Dans mon rêve, je vois un monde clair.

 Même la nuit y est moins sombre.

 Je songe d'âmes toujours libres,

 Comme des nuages dans le ciel,

 Pleines d'humanité.

 

Dans mon rêve, il y a un vent doux,

 Qui souffle sur les villes, comme un ami.

 Je songe d'âmes toujours libres,

 Comme les nuages dans le ciel,

 Pleines de générosité au fond de l'âme.


Cette sensation de liberté et de justice qu’il y a dans le texte a été encore une fois bien véhiculée et transmise par cette brillante chanteuse Ghinwa Ben Tara qui excelle dans la musique occidentale.


Eya Daghnouj : la facilité de l’interprétation


Sur la même longueur d’onde de Ghinwa Ben Tara, Eya Daghnouj a chanté également un répertoire engagé, notamment des deux chanteuses libanaises Julia Boutros et de Fairouz. Elle a surtout atteint le summum de la créativité lors de son interprétation de la chanson tunisienne Oktob Ismek Ya Bladi de Nawel Ghachem. Cette chanson est gravée à jamais dans la mémoire collective des différents publics de notre pays.


Eya Daghnouj lors de ce spectacle dédié au peuple palestinien


Lors de cette chanson, l’excellente Eya Daghnouj a fait preuve d'une force vocale, d'une présence admirable sur scène et d'une interprétation aisée d’un morceau contenant plusieurs modes musicaux et se composant de différents changements de rythme. Par la suite, elle a interprété des morceaux populaires palestiniens. 
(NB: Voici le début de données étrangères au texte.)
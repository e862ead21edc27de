// SPDX-License-Identifier: BUSL-1.1
// Copyright (c) 2026 Alfred Jean LLC

//! Display profile: the physical frame the layout writer budgets against

use serde::{Deserialize, Serialize};

/// Minimum accepted frame width in pixels.
pub const MIN_WIDTH_PX: u32 = 320;
/// Minimum accepted frame height in pixels.
pub const MIN_HEIGHT_PX: u32 = 240;

/// Frame geometry passed to the external writer as scalar parameters.
#[derive(Debug, Clone, Copy, PartialEq, Eq, Serialize, Deserialize)]
pub struct DisplayProfile {
    pub width_px: u32,
    pub height_px: u32,
    pub safe_top_px: u32,
    pub safe_bottom_px: u32,
    pub safe_side_px: u32,
    pub layout_safety_margin_px: u32,
}

impl Default for DisplayProfile {
    fn default() -> Self {
        Self {
            width_px: 1920,
            height_px: 1080,
            safe_top_px: 96,
            safe_bottom_px: 106,
            safe_side_px: 28,
            layout_safety_margin_px: 24,
        }
    }
}

impl DisplayProfile {
    /// Apply a partial update, clamping width/height to their minimums.
    pub fn apply(&self, patch: &DisplayProfilePatch) -> Self {
        Self {
            width_px: patch.width_px.unwrap_or(self.width_px).max(MIN_WIDTH_PX),
            height_px: patch.height_px.unwrap_or(self.height_px).max(MIN_HEIGHT_PX),
            safe_top_px: patch.safe_top_px.unwrap_or(self.safe_top_px),
            safe_bottom_px: patch.safe_bottom_px.unwrap_or(self.safe_bottom_px),
            safe_side_px: patch.safe_side_px.unwrap_or(self.safe_side_px),
            layout_safety_margin_px: patch
                .layout_safety_margin_px
                .unwrap_or(self.layout_safety_margin_px),
        }
    }
}

/// Partial display-profile update; absent keys keep their current value.
#[derive(Debug, Clone, Copy, Default, Serialize, Deserialize)]
pub struct DisplayProfilePatch {
    #[serde(default, skip_serializing_if = "Option::is_none")]
    pub width_px: Option<u32>,
    #[serde(default, skip_serializing_if = "Option::is_none")]
    pub height_px: Option<u32>,
    #[serde(default, skip_serializing_if = "Option::is_none")]
    pub safe_top_px: Option<u32>,
    #[serde(default, skip_serializing_if = "Option::is_none")]
    pub safe_bottom_px: Option<u32>,
    #[serde(default, skip_serializing_if = "Option::is_none")]
    pub safe_side_px: Option<u32>,
    #[serde(default, skip_serializing_if = "Option::is_none")]
    pub layout_safety_margin_px: Option<u32>,
}

#[cfg(test)]
#[path = "profile_tests.rs"]
mod tests;
// SPDX-License-Identifier: BUSL-1.1
// Copyright (c) 2026 Alfred Jean LLC

//! The runtime: owned stores, cached state, and the tick scheduler.
//!
//! One `Runtime` owns one data directory. The cached state is the single
//! in-memory source of truth; every mutation flows through
//! [`Runtime::mutate_state`] and persists before control returns.

use crate::config::{Config, FillProvider};
use crate::{seed, RuntimeError};
use parking_lot::Mutex;
use plash_core::{Clock, DisplayProfile, RuntimeState, SystemClock};
use plash_engine::{
    CommandRunner, FillRunner, MockRunner, OpenclawRunner, Publisher, WriterSettings,
};
use plash_storage::{DataPaths, RunStore, StateStore, TemplateStore};
use std::collections::HashSet;
use std::sync::atomic::{AtomicBool, Ordering};
use std::sync::Arc;
use std::time::Duration;
use tokio::task::JoinHandle;
use tokio_util::sync::CancellationToken;

struct SchedulerHandle {
    token: CancellationToken,
    _task: JoinHandle<()>,
}

/// The template-driven dashboard publishing runtime.
#[derive(Clone)]
pub struct Runtime<C: Clock = SystemClock> {
    pub(crate) config: Arc<Config>,
    pub(crate) paths: DataPaths,
    pub(crate) templates: TemplateStore,
    pub(crate) state_store: StateStore,
    pub(crate) runs: RunStore,
    pub(crate) runner: Arc<dyn FillRunner>,
    pub(crate) publisher: Publisher,
    pub(crate) clock: C,
    pub(crate) state: Arc<Mutex<RuntimeState>>,
    pub(crate) in_flight: Arc<Mutex<HashSet<String>>>,
    tick_running: Arc<AtomicBool>,
    scheduler: Arc<Mutex<Option<SchedulerHandle>>>,
    /// Serializes template-store mutations so concurrent creates on the
    /// same id resolve to a conflict, not a race.
    pub(crate) template_mutations: Arc<tokio::sync::Mutex<()>>,
}

/// Build the configured fill provider.
pub fn fill_runner_from_config(config: &Config) -> Result<Arc<dyn FillRunner>, RuntimeError> {
    match config.fill_provider {
        FillProvider::Mock => Ok(Arc::new(MockRunner)),
        FillProvider::Command => {
            let command = config.fill_command.clone().ok_or_else(|| {
                RuntimeError::ConfigInvalid(
                    "fill_command is required for the command provider".to_string(),
                )
            })?;
            Ok(Arc::new(CommandRunner::new(
                command,
                config.session_timeout(),
                config.allow_fill_command,
            )))
        }
        FillProvider::Openclaw => Ok(Arc::new(OpenclawRunner::new(
            config.openclaw_bin.clone(),
            config.openclaw_fill_agent_id.clone(),
            config.session_timeout_seconds,
        ))),
    }
}

impl Runtime<SystemClock> {
    /// Build a runtime on the system clock with the configured provider.
    pub fn from_config(config: Config) -> Result<Self, RuntimeError> {
        let runner = fill_runner_from_config(&config)?;
        Ok(Self::with_parts(config, runner, SystemClock))
    }
}

impl<C: Clock> Runtime<C> {
    /// Assemble a runtime from explicit parts (tests inject a fake clock
    /// and provider here).
    pub fn with_parts(config: Config, runner: Arc<dyn FillRunner>, clock: C) -> Self {
        let paths = DataPaths::new(config.data_dir.clone());
        let publisher = Publisher::new(WriterSettings {
            python_bin: config.writer_python_bin.clone(),
            script: config.writer_script(),
            live_path: config.dashboard_output_path(),
            overflow_tolerance_px: config.layout_overflow_tolerance_px,
            session_timeout: config.session_timeout(),
        });
        Self {
            templates: TemplateStore::new(paths.clone()),
            state_store: StateStore::new(paths.clone()),
            runs: RunStore::new(paths.clone()),
            paths,
            publisher,
            runner,
            clock,
            config: Arc::new(config),
            state: Arc::new(Mutex::new(RuntimeState::default())),
            in_flight: Arc::new(Mutex::new(HashSet::new())),
            tick_running: Arc::new(AtomicBool::new(false)),
            scheduler: Arc::new(Mutex::new(None)),
            template_mutations: Arc::new(tokio::sync::Mutex::new(())),
        }
    }

    /// Idempotent startup: directory skeleton, state load, display-profile
    /// seed, and the optional starter-template seed.
    pub fn init(&self) -> Result<(), RuntimeError> {
        self.paths.ensure_layout()?;
        let mut state = self.state_store.load()?;

        if state.display_profile.is_none() {
            state.display_profile = Some(self.config.display_profile);
        }

        if self.config.auto_seed_template && self.templates.list()?.is_empty() {
            if let Some(template) = seed::starter_template(&self.config.dashboard_output_path()) {
                tracing::info!(template_id = %template.id, "seeding starter template from live dashboard");
                self.templates.upsert(&template)?;
                state.active_template_id = Some(template.id.clone());
            }
        }

        self.state_store.save(&state)?;
        *self.state.lock() = state;
        Ok(())
    }

    /// Start the tick loop. The first tick fires immediately; subsequent
    /// ticks follow `scheduler_tick_seconds`.
    pub fn start(&self) {
        let mut guard = self.scheduler.lock();
        if guard.is_some() {
            return;
        }
        let token = CancellationToken::new();
        let loop_token = token.clone();
        let runtime = self.clone();
        let period = Duration::from_secs(self.config.scheduler_tick_seconds);

        let task = tokio::spawn(async move {
            let mut interval = tokio::time::interval(period);
            interval.set_missed_tick_behavior(tokio::time::MissedTickBehavior::Skip);
            loop {
                tokio::select! {
                    _ = loop_token.cancelled() => break,
                    _ = interval.tick() => runtime.tick().await,
                }
            }
            tracing::info!("scheduler stopped");
        });
        tracing::info!(period_secs = period.as_secs(), "scheduler started");
        *guard = Some(SchedulerHandle { token, _task: task });
    }

    /// Cancel future ticks. In-flight runs are left to finish on their
    /// own subprocess timeouts.
    pub fn stop(&self) {
        if let Some(handle) = self.scheduler.lock().take() {
            handle.token.cancel();
        }
    }

    /// One scheduler pass. Reentrancy-guarded: overlapping ticks return
    /// immediately.
    pub async fn tick(&self) {
        if self.tick_running.swap(true, Ordering::SeqCst) {
            tracing::debug!("tick already in progress, skipping");
            return;
        }
        let result = self.tick_inner().await;
        self.tick_running.store(false, Ordering::SeqCst);
        if let Err(err) = result {
            tracing::error!(error = %err, "tick failed");
        }
    }

    async fn tick_inner(&self) -> Result<(), RuntimeError> {
        let templates = self.templates.list()?;
        let now = self.clock.epoch_ms();

        for template in templates {
            if !template.enabled {
                continue;
            }

            let due = {
                let state = self.state.lock();
                match state.template_runs.get(&template.id).and_then(|r| r.last_attempt_at_ms()) {
                    None => true,
                    Some(last) => {
                        now >= last + u64::from(template.schedule.every_minutes) * 60_000
                    }
                }
            };
            if !due {
                continue;
            }

            {
                let mut in_flight = self.in_flight.lock();
                if in_flight.contains(&template.id) {
                    continue;
                }
                if in_flight.len() >= self.config.max_parallel_runs {
                    tracing::debug!(
                        template_id = %template.id,
                        max = self.config.max_parallel_runs,
                        "due template deferred: at max parallel runs"
                    );
                    continue;
                }
                in_flight.insert(template.id.clone());
            }

            // The tick never awaits scheduled work.
            let runtime = self.clone();
            tokio::spawn(async move {
                runtime.execute(template, plash_core::RunTrigger::Schedule).await;
            });
        }
        Ok(())
    }

    /// Insert a template id into the in-flight set; false when a run is
    /// already in flight.
    pub(crate) fn try_begin(&self, template_id: &str) -> bool {
        self.in_flight.lock().insert(template_id.to_string())
    }

    /// The display profile in effect: state override or config default.
    pub(crate) fn effective_profile(&self) -> DisplayProfile {
        self.state.lock().display_profile.unwrap_or(self.config.display_profile)
    }

    pub(crate) fn state_snapshot(&self) -> RuntimeState {
        self.state.lock().clone()
    }

    /// Apply a mutation to the cached state and persist it before
    /// returning.
    pub(crate) fn mutate_state<F>(&self, mutate: F) -> Result<RuntimeState, RuntimeError>
    where
        F: FnOnce(&mut RuntimeState),
    {
        let snapshot = {
            let mut state = self.state.lock();
            mutate(&mut state);
            state.clone()
        };
        self.state_store.save(&snapshot)?;
        Ok(snapshot)
    }
}

#[cfg(test)]
#[path = "runtime_tests.rs"]
mod tests;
Chahrazed Helal, terminer en beauté


Au-delà du répertoire de la musique engagée chantée, encore une fois, de Faizouz, Chahrazed Helal a su nous rappeler par son interprétation de Tir El Hammem Majrouh d'Amina Fakhet les multiples palettes que contient sa voix et sa sensibilité dans l’interprétation. Aussi, elle a montré une savante technicité lorsqu'elle a joué la chanson Ya Thouar El Arth de Julia Boutros.



En revanche, on a l’impression que parfois Chahrazed Helal lui manque un peu de jus, de vigueur, de force au niveau de la voix pour atteindre le stade d’une interprétation marquant les esprits comme celle faite par Amina Fakhet surtout dans les années 90. Peut-être qu’il lui manque aussi un peu de folie créatrice dans l’interprétation ?


Chahrazed Helal, mercredi 3 avril 2024


Tout compte fait, les trois cantatrices ont prouvé une satisfaisante technicité musicale et une bonne présence sur scène. Ce qui leur manque, toutefois, c’est un répertoire neuf à travers lequel elles pourront davantage susciter l’intérêt du public. Certes, elles ont tout ce qu’il faut pour mener une belle carrière nationale, voire arabe, mais le seul bémol au vu du spectacle : c’est le manque de travail neuf, d’originalité, d’expression inédite pour ce spectacle afin de justifier que la chanson et la musique traditionnelles sont encore vivantes dans notre pays. Cet art qui coûte de plus en plus cher et demande investissement en termes de temps, d’argent et de réflexion semble de plus en plus délaissé pour des tentatives de réinterprétations, sous forme de cover ou de medley, de morceaux anciens, locaux et arabes. À certain moment, le public ne pourrait plus avaler ceci, s’enlace, même si la cause demeure noble.